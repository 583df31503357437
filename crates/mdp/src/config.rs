//! Configuration for the chain, the resolver and the solvers.
//!
//! Every struct has the documented defaults and `with_*` setters, and
//! round-trips through serde so a run can be stored next to its map.

use serde::{Deserialize, Serialize};

use crate::error::MdpError;

/// Outcome split when entering a trap.
#[derive(Debug, Clone, Copy, PartialEq, Serialize, Deserialize)]
pub struct TrapOdds {
    /// Nothing happens.
    pub nothing: f64,
    /// Thrown back to the start cell.
    pub teleport: f64,
    /// Instant death.
    pub death: f64,
}

impl Default for TrapOdds {
    fn default() -> Self {
        Self {
            nothing: 0.6,
            teleport: 0.3,
            death: 0.1,
        }
    }
}

impl TrapOdds {
    pub fn validate(&self) -> Result<(), MdpError> {
        let parts = [self.nothing, self.teleport, self.death];
        if parts.iter().any(|&p| !(0.0..=1.0).contains(&p)) {
            return Err(MdpError::InvalidConfig {
                reason: format!("trap odds out of [0, 1]: {:?}", self),
            });
        }
        let sum: f64 = parts.iter().sum();
        if (sum - 1.0).abs() > 1e-9 {
            return Err(MdpError::InvalidConfig {
                reason: format!("trap odds sum to {}", sum),
            });
        }
        Ok(())
    }
}

/// Constants of the one-step stationary chain.
#[derive(Debug, Clone, Copy, PartialEq, Serialize, Deserialize)]
pub struct ChainConfig {
    /// Probability that a dangerous enemy wins the fight.
    pub p_enemy: f64,
    pub trap: TrapOdds,
}

impl Default for ChainConfig {
    fn default() -> Self {
        Self {
            p_enemy: 0.7,
            trap: TrapOdds::default(),
        }
    }
}

impl ChainConfig {
    pub fn with_p_enemy(mut self, p_enemy: f64) -> Self {
        self.p_enemy = p_enemy;
        self
    }

    pub fn with_trap(mut self, trap: TrapOdds) -> Self {
        self.trap = trap;
        self
    }

    pub fn validate(&self) -> Result<(), MdpError> {
        if !(0.0..=1.0).contains(&self.p_enemy) {
            return Err(MdpError::InvalidConfig {
                reason: format!("p_enemy = {} is not a probability", self.p_enemy),
            });
        }
        self.trap.validate()
    }
}

/// Bounds on the portal/platform fixed-point iteration.
#[derive(Debug, Clone, Copy, PartialEq, Serialize, Deserialize)]
pub struct ResolverConfig {
    pub max_iterations: usize,
    /// Successive iterates closer than this (max-norm) count as equal.
    pub tolerance: f64,
}

impl Default for ResolverConfig {
    fn default() -> Self {
        Self {
            max_iterations: 10_000,
            tolerance: 1e-12,
        }
    }
}

impl ResolverConfig {
    pub fn with_max_iterations(mut self, max_iterations: usize) -> Self {
        self.max_iterations = max_iterations;
        self
    }

    pub fn with_tolerance(mut self, tolerance: f64) -> Self {
        self.tolerance = tolerance;
        self
    }
}

/// Value and policy iteration settings.
#[derive(Debug, Clone, Copy, PartialEq, Serialize, Deserialize)]
pub struct SolverConfig {
    /// Discount factor.
    pub gamma: f64,
    /// Value iteration stops once `max |V - V_prev| < epsilon`.
    pub epsilon: f64,
    pub max_iterations: usize,
    /// Seeds the initial random policy and the tie-breaking of policy iteration.
    pub seed: u64,
}

impl Default for SolverConfig {
    fn default() -> Self {
        Self {
            gamma: 0.9,
            epsilon: 1e-5,
            max_iterations: 10_000,
            seed: 0,
        }
    }
}

impl SolverConfig {
    pub fn with_gamma(mut self, gamma: f64) -> Self {
        self.gamma = gamma;
        self
    }

    pub fn with_epsilon(mut self, epsilon: f64) -> Self {
        self.epsilon = epsilon;
        self
    }

    pub fn with_max_iterations(mut self, max_iterations: usize) -> Self {
        self.max_iterations = max_iterations;
        self
    }

    pub fn with_seed(mut self, seed: u64) -> Self {
        self.seed = seed;
        self
    }

    pub fn validate(&self) -> Result<(), MdpError> {
        if !(0.0..1.0).contains(&self.gamma) {
            return Err(MdpError::InvalidConfig {
                reason: format!("gamma = {} must lie in [0, 1)", self.gamma),
            });
        }
        if self.epsilon <= 0.0 {
            return Err(MdpError::InvalidConfig {
                reason: format!("epsilon = {} must be positive", self.epsilon),
            });
        }
        Ok(())
    }
}

/// Everything a [`crate::Planner`] needs besides the grid.
#[derive(Debug, Clone, Copy, Default, PartialEq, Serialize, Deserialize)]
pub struct PlannerConfig {
    pub chain: ChainConfig,
    pub resolver: ResolverConfig,
    pub solver: SolverConfig,
}

impl PlannerConfig {
    pub fn with_chain(mut self, chain: ChainConfig) -> Self {
        self.chain = chain;
        self
    }

    pub fn with_resolver(mut self, resolver: ResolverConfig) -> Self {
        self.resolver = resolver;
        self
    }

    pub fn with_solver(mut self, solver: SolverConfig) -> Self {
        self.solver = solver;
        self
    }
}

▬▬▬▬▬▬

#### Exercise
Answer with a single number: the count of lines in the entries that hold the word "teleport".

#### Response to the exercise
3